Tudo isso é bom porque além de significar entrada de dinheiro para a economia da cidade, representa um momento ímpar de troca de experiências, de aprendizagem de novas culturas, de colecionar novos amigos e ouvir propostas interessantes. Mas, entre nós: Cadê a paz do "turista acidental" que se vê obrigado a transitar pela cidade com esse povo vindo não sei daonde? E as filas que não existiam? E o aperto nos ônibus? E o passeio pela cidade no final de tarde que fica inviável? É o fim da tranqüilidade para aqueles que ficam em Porto Alegre durante o FSM.
Repito. Antes que minha caixa de mensagens seja inundada de e-mails criticando a minha posição. Não sou e nem poderia, por questões ideológicas, ser contra o FSM. Compreendo e valorizo a sua vital importância para a discussão de utopias, novas formas de relacionamento, alternativas de melhorar o mundo e, quem sabe, mostrar que uma nova sociedade é sim possível. Respeito e entendo a função econômica e geográfica da realização do FSM em Porto Alegre. Sobre a econômica, tudo já foi dito. E sobre a geográfica, o FSM consolidou Porto Alegre no mapa mundial como a capital que acolhe, que recebe, que se permite e é solidária.

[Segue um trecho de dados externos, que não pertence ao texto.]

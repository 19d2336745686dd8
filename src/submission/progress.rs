//! Scripted progress for the submission step
//!
//! Stands in for server work: a fixed set of progress values is emitted at
//! absolute offsets from the moment a run starts. Only one run is active at a
//! time and cancelling is safe at any point.

use std::future::Future;
use std::pin::Pin;
use std::sync::{Arc, Mutex, MutexGuard, PoisonError};
use std::task::{Context, Poll};
use std::time::Duration;
use tokio::sync::oneshot;
use tokio::task::JoinHandle;
use tokio::time::Instant;

/// Progress shown as soon as a submission starts
pub const INITIAL_PROGRESS: u8 = 12;

/// One scheduled update
#[derive(Debug, Clone, Copy, PartialEq, Eq)]
pub struct ProgressStep {
    pub percent: u8,
    /// Offset from the start of the run, not from the previous step
    pub at: Duration,
}

impl ProgressStep {
    const fn new(percent: u8, at_ms: u64) -> Self {
        Self {
            percent,
            at: Duration::from_millis(at_ms),
        }
    }
}

pub const PROGRESS_SCHEDULE: [ProgressStep; 5] = [
    ProgressStep::new(28, 240),
    ProgressStep::new(56, 520),
    ProgressStep::new(78, 820),
    ProgressStep::new(93, 1130),
    ProgressStep::new(100, 1420),
];

/// How a run ended
#[derive(Debug, Clone, Copy, PartialEq, Eq)]
pub enum SimulationOutcome {
    Completed,
    Cancelled,
}

type DoneSlot = Arc<Mutex<Option<oneshot::Sender<SimulationOutcome>>>>;

fn lock(slot: &DoneSlot) -> MutexGuard<'_, Option<oneshot::Sender<SimulationOutcome>>> {
    slot.lock().unwrap_or_else(PoisonError::into_inner)
}

/// Resolves once the final update has fired, or right away on cancel
#[derive(Debug)]
pub struct Completion {
    rx: oneshot::Receiver<SimulationOutcome>,
}

impl Future for Completion {
    type Output = SimulationOutcome;

    fn poll(mut self: Pin<&mut Self>, cx: &mut Context<'_>) -> Poll<Self::Output> {
        Pin::new(&mut self.rx)
            .poll(cx)
            .map(|result| result.unwrap_or(SimulationOutcome::Cancelled))
    }
}

struct ActiveRun {
    task: JoinHandle<()>,
    // Taken by whoever finishes the run first: the last step or cancel()
    done: DoneSlot,
}

impl ActiveRun {
    fn cancel(self) {
        if let Some(tx) = lock(&self.done).take() {
            let _ = tx.send(SimulationOutcome::Cancelled);
        }
        self.task.abort();
    }
}

/// Timer-driven fake submission work
pub struct ProgressSimulator {
    schedule: Vec<ProgressStep>,
    active: Option<ActiveRun>,
}

impl ProgressSimulator {
    pub fn new() -> Self {
        Self::with_schedule(PROGRESS_SCHEDULE.to_vec())
    }

    pub fn with_schedule(schedule: Vec<ProgressStep>) -> Self {
        Self {
            schedule,
            active: None,
        }
    }

    #[cfg(test)]
    pub fn schedule(&self) -> &[ProgressStep] {
        &self.schedule
    }

    /// Whether a run is still waiting on scheduled updates
    #[cfg(test)]
    pub fn is_running(&self) -> bool {
        self.active
            .as_ref()
            .is_some_and(|run| lock(&run.done).is_some())
    }

    /// Start a run, cancelling any previous one.
    ///
    /// `on_progress` receives each scheduled value in order. It is never called
    /// once [`cancel`](Self::cancel) has returned.
    pub fn start<F>(&mut self, mut on_progress: F) -> Completion
    where
        F: FnMut(u8) + Send + 'static,
    {
        self.cancel();

        let (tx, rx) = oneshot::channel();
        let done: DoneSlot = Arc::new(Mutex::new(Some(tx)));
        let slot = Arc::clone(&done);
        let schedule = self.schedule.clone();
        let started = Instant::now();

        let task = tokio::spawn(async move {
            for step in schedule {
                tokio::time::sleep_until(started + step.at).await;
                let guard = lock(&slot);
                if guard.is_none() {
                    return;
                }
                on_progress(step.percent);
            }
            if let Some(tx) = lock(&slot).take() {
                let _ = tx.send(SimulationOutcome::Completed);
            }
        });

        self.active = Some(ActiveRun { task, done });
        Completion { rx }
    }

    /// Stop the active run. Safe to call any number of times.
    pub fn cancel(&mut self) {
        if let Some(run) = self.active.take() {
            tracing::debug!("progress simulation cancelled");
            run.cancel();
        }
    }
}

impl Default for ProgressSimulator {
    fn default() -> Self {
        Self::new()
    }
}

impl Drop for ProgressSimulator {
    fn drop(&mut self) {
        self.cancel();
    }
}

#[cfg(test)]
mod tests {
    use super::*;
    use tokio::time::sleep;
    use tokio_test::{assert_pending, assert_ready_eq};

    fn recorder() -> (Arc<Mutex<Vec<u8>>>, impl FnMut(u8) + Send + 'static) {
        let seen = Arc::new(Mutex::new(Vec::new()));
        let sink = Arc::clone(&seen);
        (seen, move |p| sink.lock().unwrap().push(p))
    }

    fn values(seen: &Arc<Mutex<Vec<u8>>>) -> Vec<u8> {
        seen.lock().unwrap().clone()
    }

    mod schedule {
        use super::*;

        #[test]
        fn test_default_schedule() {
            let sim = ProgressSimulator::new();
            let pairs: Vec<_> = sim
                .schedule()
                .iter()
                .map(|s| (s.percent, s.at.as_millis()))
                .collect();
            assert_eq!(
                pairs,
                vec![(28, 240), (56, 520), (78, 820), (93, 1130), (100, 1420)]
            );
        }

        #[test]
        fn test_schedule_is_increasing_and_ends_at_100() {
            let pairs = PROGRESS_SCHEDULE;
            assert!(pairs.windows(2).all(|w| w[0].percent < w[1].percent));
            assert!(pairs.windows(2).all(|w| w[0].at < w[1].at));
            assert_eq!(pairs.last().map(|s| s.percent), Some(100));
            assert!(INITIAL_PROGRESS < pairs[0].percent);
        }
    }

    mod run {
        use super::*;

        #[tokio::test(start_paused = true)]
        async fn test_emits_every_value_in_order() {
            let mut sim = ProgressSimulator::new();
            let (seen, sink) = recorder();

            let outcome = sim.start(sink).await;

            assert_eq!(outcome, SimulationOutcome::Completed);
            let seen = values(&seen);
            assert_eq!(seen, vec![28, 56, 78, 93, 100]);
            assert!(seen.windows(2).all(|w| w[0] <= w[1]));
            assert!(seen.iter().all(|p| *p <= 100));
            assert_eq!(seen.last(), Some(&100));
        }

        #[tokio::test(start_paused = true)]
        async fn test_offsets_are_absolute() {
            let mut sim = ProgressSimulator::new();
            let (seen, sink) = recorder();
            let _completion = sim.start(sink);

            sleep(Duration::from_millis(239)).await;
            assert!(values(&seen).is_empty());

            sleep(Duration::from_millis(2)).await;
            assert_eq!(values(&seen), vec![28]);

            sleep(Duration::from_millis(280)).await; // t = 521
            assert_eq!(values(&seen), vec![28, 56]);

            sleep(Duration::from_millis(610)).await; // t = 1131
            assert_eq!(values(&seen), vec![28, 56, 78, 93]);
        }

        #[tokio::test(start_paused = true)]
        async fn test_completion_resolves_after_final_update() {
            let mut sim = ProgressSimulator::new();
            let (_seen, sink) = recorder();
            let mut completion = tokio_test::task::spawn(sim.start(sink));

            sleep(Duration::from_millis(1419)).await;
            assert_pending!(completion.poll());
            assert!(sim.is_running());

            sleep(Duration::from_millis(2)).await;
            assert_ready_eq!(completion.poll(), SimulationOutcome::Completed);
            assert!(!sim.is_running());
        }

        #[tokio::test(start_paused = true)]
        async fn test_empty_schedule_completes() {
            let mut sim = ProgressSimulator::with_schedule(Vec::new());
            let (seen, sink) = recorder();
            assert_eq!(sim.start(sink).await, SimulationOutcome::Completed);
            assert!(values(&seen).is_empty());
        }
    }

    mod cancel {
        use super::*;

        #[tokio::test(start_paused = true)]
        async fn test_cancel_resolves_immediately() {
            let mut sim = ProgressSimulator::new();
            let (seen, sink) = recorder();
            let completion = sim.start(sink);

            sleep(Duration::from_millis(600)).await;
            let before = Instant::now();
            sim.cancel();

            assert_eq!(completion.await, SimulationOutcome::Cancelled);
            assert_eq!(Instant::now(), before);
            assert_eq!(values(&seen), vec![28, 56]);
        }

        #[tokio::test(start_paused = true)]
        async fn test_no_updates_after_cancel() {
            let mut sim = ProgressSimulator::new();
            let (seen, sink) = recorder();
            let _completion = sim.start(sink);

            sleep(Duration::from_millis(300)).await;
            sim.cancel();
            sleep(Duration::from_secs(5)).await;

            assert_eq!(values(&seen), vec![28]);
            assert!(!sim.is_running());
        }

        #[tokio::test(start_paused = true)]
        async fn test_cancel_is_idempotent() {
            let mut sim = ProgressSimulator::new();
            sim.cancel();

            let (_seen, sink) = recorder();
            let completion = sim.start(sink);
            sim.cancel();
            sim.cancel();
            sim.cancel();

            assert_eq!(completion.await, SimulationOutcome::Cancelled);
        }

        #[tokio::test(start_paused = true)]
        async fn test_start_cancels_previous_run() {
            let mut sim = ProgressSimulator::new();
            let (first_seen, first_sink) = recorder();
            let first = sim.start(first_sink);

            sleep(Duration::from_millis(300)).await;
            let (second_seen, second_sink) = recorder();
            let second = sim.start(second_sink);

            assert_eq!(first.await, SimulationOutcome::Cancelled);
            assert_eq!(second.await, SimulationOutcome::Completed);
            assert_eq!(values(&first_seen), vec![28]);
            assert_eq!(values(&second_seen), vec![28, 56, 78, 93, 100]);
        }

        #[tokio::test(start_paused = true)]
        async fn test_drop_cancels() {
            let (seen, sink) = recorder();
            let completion = {
                let mut sim = ProgressSimulator::new();
                sim.start(sink)
            };

            assert_eq!(completion.await, SimulationOutcome::Cancelled);
            sleep(Duration::from_secs(2)).await;
            assert!(values(&seen).is_empty());
        }
    }
}
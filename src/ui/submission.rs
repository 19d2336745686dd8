//! Progress gauge and success banner

use crate::app::App;
use crate::state::RequestType;
use crate::submission::SuccessBanner;
use ratatui::{
    layout::{Constraint, Direction, Layout, Rect},
    style::{Color, Modifier, Style},
    text::{Line, Span},
    widgets::{Block, Borders, Gauge, Paragraph, Wrap},
    Frame,
};

/// Height of the success banner
pub const BANNER_HEIGHT: u16 = 5;

/// Draw the in-flight submission screen
pub fn draw_pending(frame: &mut Frame, area: Rect, app: &App, request_type: RequestType) {
    let chunks = Layout::default()
        .direction(Direction::Vertical)
        .margin(1)
        .constraints([
            Constraint::Length(2), // Title
            Constraint::Length(3), // Gauge
            Constraint::Min(0),    // Description
        ])
        .split(area);

    let title = Paragraph::new(Line::from(Span::styled(
        request_type.pending_title(),
        Style::default()
            .fg(Color::Cyan)
            .add_modifier(Modifier::BOLD),
    )));
    frame.render_widget(title, chunks[0]);

    let gauge = &app.state.gauge;
    let widget = Gauge::default()
        .block(Block::default().borders(Borders::ALL))
        .gauge_style(Style::default().fg(Color::Cyan).bg(Color::Black))
        .ratio(gauge.ratio())
        .label(format!("{}%", gauge.percent()));
    frame.render_widget(widget, chunks[1]);

    let description = Paragraph::new(request_type.pending_description())
        .style(Style::default().fg(Color::Gray))
        .wrap(Wrap { trim: true });
    frame.render_widget(description, chunks[2]);
}

/// Draw the success banner above the fresh form
pub fn draw_banner(frame: &mut Frame, area: Rect, banner: &SuccessBanner) {
    let content = vec![
        Line::from(vec![
            Span::styled(
                "✓ Submission complete",
                Style::default()
                    .fg(Color::Green)
                    .add_modifier(Modifier::BOLD),
            ),
            Span::styled(
                format!("  {}", banner.shown_at.format("%H:%M")),
                Style::default().fg(Color::DarkGray),
            ),
        ]),
        Line::from(banner.description()),
    ];
    let widget = Paragraph::new(content).wrap(Wrap { trim: true }).block(
        Block::default()
            .borders(Borders::ALL)
            .border_style(Style::default().fg(Color::Green)),
    );
    frame.render_widget(widget, area);
}
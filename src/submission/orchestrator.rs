//! Submission orchestrator
//!
//! Coordinates full-form validation, the progress simulation (plus the
//! contact endpoint when one is configured), success signalling and the
//! reset back to an empty form.
//!
//! All state lives on the orchestrator and is only changed from the owning
//! task: background timers report back through a channel that
//! [`SubmissionOrchestrator::pump`] drains.

use super::client::{ContactPayload, SubmitError};
use super::notification::Notification;
use super::progress::{ProgressSimulator, SimulationOutcome, INITIAL_PROGRESS};
use super::timers::TimerSet;
use super::traits::{ContactEndpoint, Notifier};
use crate::state::{validate, Field, FormStore, RequestType};
use chrono::{DateTime, Local};
use std::sync::Arc;
use std::time::Duration;
use tokio::sync::mpsc;

/// How long the success banner stays up
pub const SUCCESS_BANNER_DURATION: Duration = Duration::from_millis(7000);

/// Success banner shown after a completed submission
#[derive(Debug, Clone, PartialEq, Eq)]
pub struct SuccessBanner {
    pub request_type: RequestType,
    pub shown_at: DateTime<Local>,
    generation: u64,
}

impl SuccessBanner {
    pub fn description(&self) -> &'static str {
        self.request_type.success_description()
    }
}

/// Where the submission lifecycle currently is
#[derive(Debug, Clone, PartialEq, Eq, Default)]
pub enum SubmissionState {
    #[default]
    Idle,
    InProgress {
        request_type: RequestType,
        progress: u8,
    },
    /// Idle, with the success banner still displayed
    Success(SuccessBanner),
}

impl SubmissionState {
    pub fn is_submitting(&self) -> bool {
        matches!(self, Self::InProgress { .. })
    }

    pub fn progress(&self) -> Option<u8> {
        match self {
            Self::InProgress { progress, .. } => Some(*progress),
            _ => None,
        }
    }

    pub fn banner(&self) -> Option<&SuccessBanner> {
        match self {
            Self::Success(banner) => Some(banner),
            _ => None,
        }
    }
}

/// What a call to [`SubmissionOrchestrator::submit`] did
#[derive(Debug, Clone, PartialEq, Eq)]
pub enum SubmitOutcome {
    /// Validation passed and the submission is running
    Started { request_type: RequestType },
    /// Validation failed; the form now shows `step`
    Rejected { step: u8, invalid: Vec<Field> },
    /// A submission is already running
    AlreadySubmitting,
    /// The orchestrator has been torn down
    TornDown,
}

#[derive(Debug)]
enum SubmissionEvent {
    Progress {
        run: u64,
        percent: u8,
    },
    Finished {
        run: u64,
        result: Result<(), SubmitError>,
    },
    BannerExpired {
        generation: u64,
    },
}

/// Owner of one booking form and its submission lifecycle
pub struct SubmissionOrchestrator {
    store: FormStore,
    status: SubmissionState,
    simulator: ProgressSimulator,
    timers: TimerSet,
    endpoint: Option<Arc<dyn ContactEndpoint>>,
    notifier: Arc<dyn Notifier>,
    events_tx: mpsc::UnboundedSender<SubmissionEvent>,
    events_rx: mpsc::UnboundedReceiver<SubmissionEvent>,
    banner_duration: Duration,
    run: u64,
    banner_generation: u64,
    disposed: bool,
}

impl SubmissionOrchestrator {
    pub fn new(store: FormStore, notifier: Arc<dyn Notifier>) -> Self {
        let (events_tx, events_rx) = mpsc::unbounded_channel();
        Self {
            store,
            status: SubmissionState::Idle,
            simulator: ProgressSimulator::new(),
            timers: TimerSet::new(),
            endpoint: None,
            notifier,
            events_tx,
            events_rx,
            banner_duration: SUCCESS_BANNER_DURATION,
            run: 0,
            banner_generation: 0,
            disposed: false,
        }
    }

    /// Deliver submissions to a real backend alongside the progress display
    pub fn with_endpoint(mut self, endpoint: Arc<dyn ContactEndpoint>) -> Self {
        self.endpoint = Some(endpoint);
        self
    }

    pub fn with_banner_duration(mut self, duration: Duration) -> Self {
        self.banner_duration = duration;
        self
    }

    pub fn store(&self) -> &FormStore {
        &self.store
    }

    pub fn store_mut(&mut self) -> &mut FormStore {
        &mut self.store
    }

    pub fn status(&self) -> &SubmissionState {
        &self.status
    }

    pub fn is_submitting(&self) -> bool {
        self.status.is_submitting()
    }

    #[cfg(test)]
    pub fn is_disposed(&self) -> bool {
        self.disposed
    }

    pub fn has_endpoint(&self) -> bool {
        self.endpoint.is_some()
    }

    /// Background tasks still pending
    #[cfg(test)]
    pub fn pending_timers(&self) -> usize {
        self.timers.pending()
    }

    /// Validate the whole form and, if valid, start submitting it
    pub fn submit(&mut self) -> SubmitOutcome {
        if self.disposed {
            return SubmitOutcome::TornDown;
        }
        if self.status.is_submitting() {
            return SubmitOutcome::AlreadySubmitting;
        }

        let validation = validate(&self.store.data);
        self.store.apply_validation(validation);

        if !validation.is_valid() {
            let invalid = validation.invalid_fields();
            let step = FormStore::first_invalid_step(&validation)
                .unwrap_or_else(|| self.store.current_step());
            self.store.show_step(step);
            tracing::info!(step, ?invalid, "submission rejected by validation");
            self.notifier.notify(Notification::validation_failed());
            return SubmitOutcome::Rejected { step, invalid };
        }

        let request_type = self.store.data.request_type;
        let payload = ContactPayload::from(&self.store.data);

        self.run += 1;
        let run = self.run;
        self.status = SubmissionState::InProgress {
            request_type,
            progress: INITIAL_PROGRESS,
        };
        self.store.set_locked(true);

        let progress_tx = self.events_tx.clone();
        let completion = self.simulator.start(move |percent| {
            let _ = progress_tx.send(SubmissionEvent::Progress { run, percent });
        });

        let endpoint = self.endpoint.clone();
        let finished_tx = self.events_tx.clone();
        self.timers.spawn(async move {
            let (outcome, result) = match endpoint {
                Some(endpoint) => {
                    let delivery = async { endpoint.submit(&payload).await.map(|_| ()) };
                    tokio::join!(completion, delivery)
                }
                None => (completion.await, Ok(())),
            };
            if outcome == SimulationOutcome::Cancelled {
                return;
            }
            let _ = finished_tx.send(SubmissionEvent::Finished { run, result });
        });

        tracing::info!(run, %request_type, "submission started");
        SubmitOutcome::Started { request_type }
    }

    /// Apply everything the background tasks reported since the last call.
    ///
    /// Returns true when any state changed.
    pub fn pump(&mut self) -> bool {
        if self.disposed {
            return false;
        }
        let mut changed = false;
        while let Ok(event) = self.events_rx.try_recv() {
            changed |= self.apply(event);
        }
        changed
    }

    fn apply(&mut self, event: SubmissionEvent) -> bool {
        match event {
            SubmissionEvent::Progress { run, percent } => {
                if run != self.run {
                    return false;
                }
                match &mut self.status {
                    SubmissionState::InProgress { progress, .. } if percent > *progress => {
                        *progress = percent.min(100);
                        true
                    }
                    _ => false,
                }
            }
            SubmissionEvent::Finished { run, result } => {
                if run != self.run {
                    return false;
                }
                let SubmissionState::InProgress { request_type, .. } = &self.status else {
                    return false;
                };
                let request_type = *request_type;
                match result {
                    Ok(()) => self.complete(request_type),
                    Err(err) => self.fail(err),
                }
                true
            }
            SubmissionEvent::BannerExpired { generation } => match &self.status {
                SubmissionState::Success(banner) if banner.generation == generation => {
                    tracing::debug!("success banner cleared");
                    self.status = SubmissionState::Idle;
                    true
                }
                _ => false,
            },
        }
    }

    fn complete(&mut self, request_type: RequestType) {
        self.store.set_locked(false);
        self.notifier.notify(Notification::submitted(request_type));

        self.banner_generation += 1;
        let generation = self.banner_generation;
        self.status = SubmissionState::Success(SuccessBanner {
            request_type,
            shown_at: Local::now(),
            generation,
        });
        self.store.reset();

        let tx = self.events_tx.clone();
        self.timers.spawn_after(self.banner_duration, async move {
            let _ = tx.send(SubmissionEvent::BannerExpired { generation });
        });
        tracing::info!(run = self.run, %request_type, "submission completed");
    }

    fn fail(&mut self, err: SubmitError) {
        tracing::warn!(run = self.run, error = %err, "submission failed");
        self.store.set_locked(false);
        self.status = SubmissionState::Idle;
        self.notifier.notify(Notification::submit_failed(&err));
    }

    /// Stop every pending timer. Nothing changes after this returns.
    pub fn teardown(&mut self) {
        if self.disposed {
            return;
        }
        self.disposed = true;
        let pending = self.timers.pending();
        self.simulator.cancel();
        self.timers.abort_all();
        self.events_rx.close();
        tracing::debug!(pending, "submission orchestrator torn down");
    }
}

impl Drop for SubmissionOrchestrator {
    fn drop(&mut self) {
        self.teardown();
    }
}
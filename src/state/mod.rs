//! Application state module

mod app_state;
mod forms;

pub use app_state::*;
pub use forms::*;
//! Collaborator seams of the submission flow, mockable in tests

use super::client::{ContactPayload, ContactReceipt, SubmitError};
use super::notification::Notification;
use async_trait::async_trait;

/// Backend that receives a completed form
#[cfg_attr(test, mockall::automock)]
#[async_trait]
pub trait ContactEndpoint: Send + Sync {
    /// Deliver the form contents
    async fn submit(&self, payload: &ContactPayload) -> Result<ContactReceipt, SubmitError>;
}

/// Surface that renders toast notifications
#[cfg_attr(test, mockall::automock)]
pub trait Notifier: Send + Sync {
    fn notify(&self, notification: Notification);
}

Por favor, não me atirem pedras e nem chamem o síndico. Empresto meu total apoio à realização do FSM em Porto Alegre. Pelos inúmeros motivos citados acima e outros tantos que não caberiam neste artigo. Mas, como turista acidental, sinto-me roubada um pouco da minha tranqüilidade e serenidade. Preciso me recompor. Rever a orla do Guaíba sem aquele festival de tendas brancas, poder pegar meu ônibus serenamente, caminhar pela cidade sem o medo de me sentir uma alienígena por não portar uma sacola de algodão do FMS. E, principalmente, por dever de ofício, fazer a cobertura de um evento como o FSM sem me consumir de tanto calor e de tanto caminhar atrás dos locais das palestras.
Nos próximos dias, quando a cidade se esvazia quase que totalmente, uma vez que a população de Porto Alegre migra em peso para o litoral norte do Estado, para as praias de Santa Catarina ou para desfilar em alguma escola de samba do Rio de Janeiro (que agora não tem nada mais poderoso de chique), reassumirei meu posto de turista acidental.
* Márcia Fernanda Peçanha Martins é jornalista, trabalhou no Jornal do Comércio, Zero Hora, em assessoria de comunicação social e está no Correio do Povo.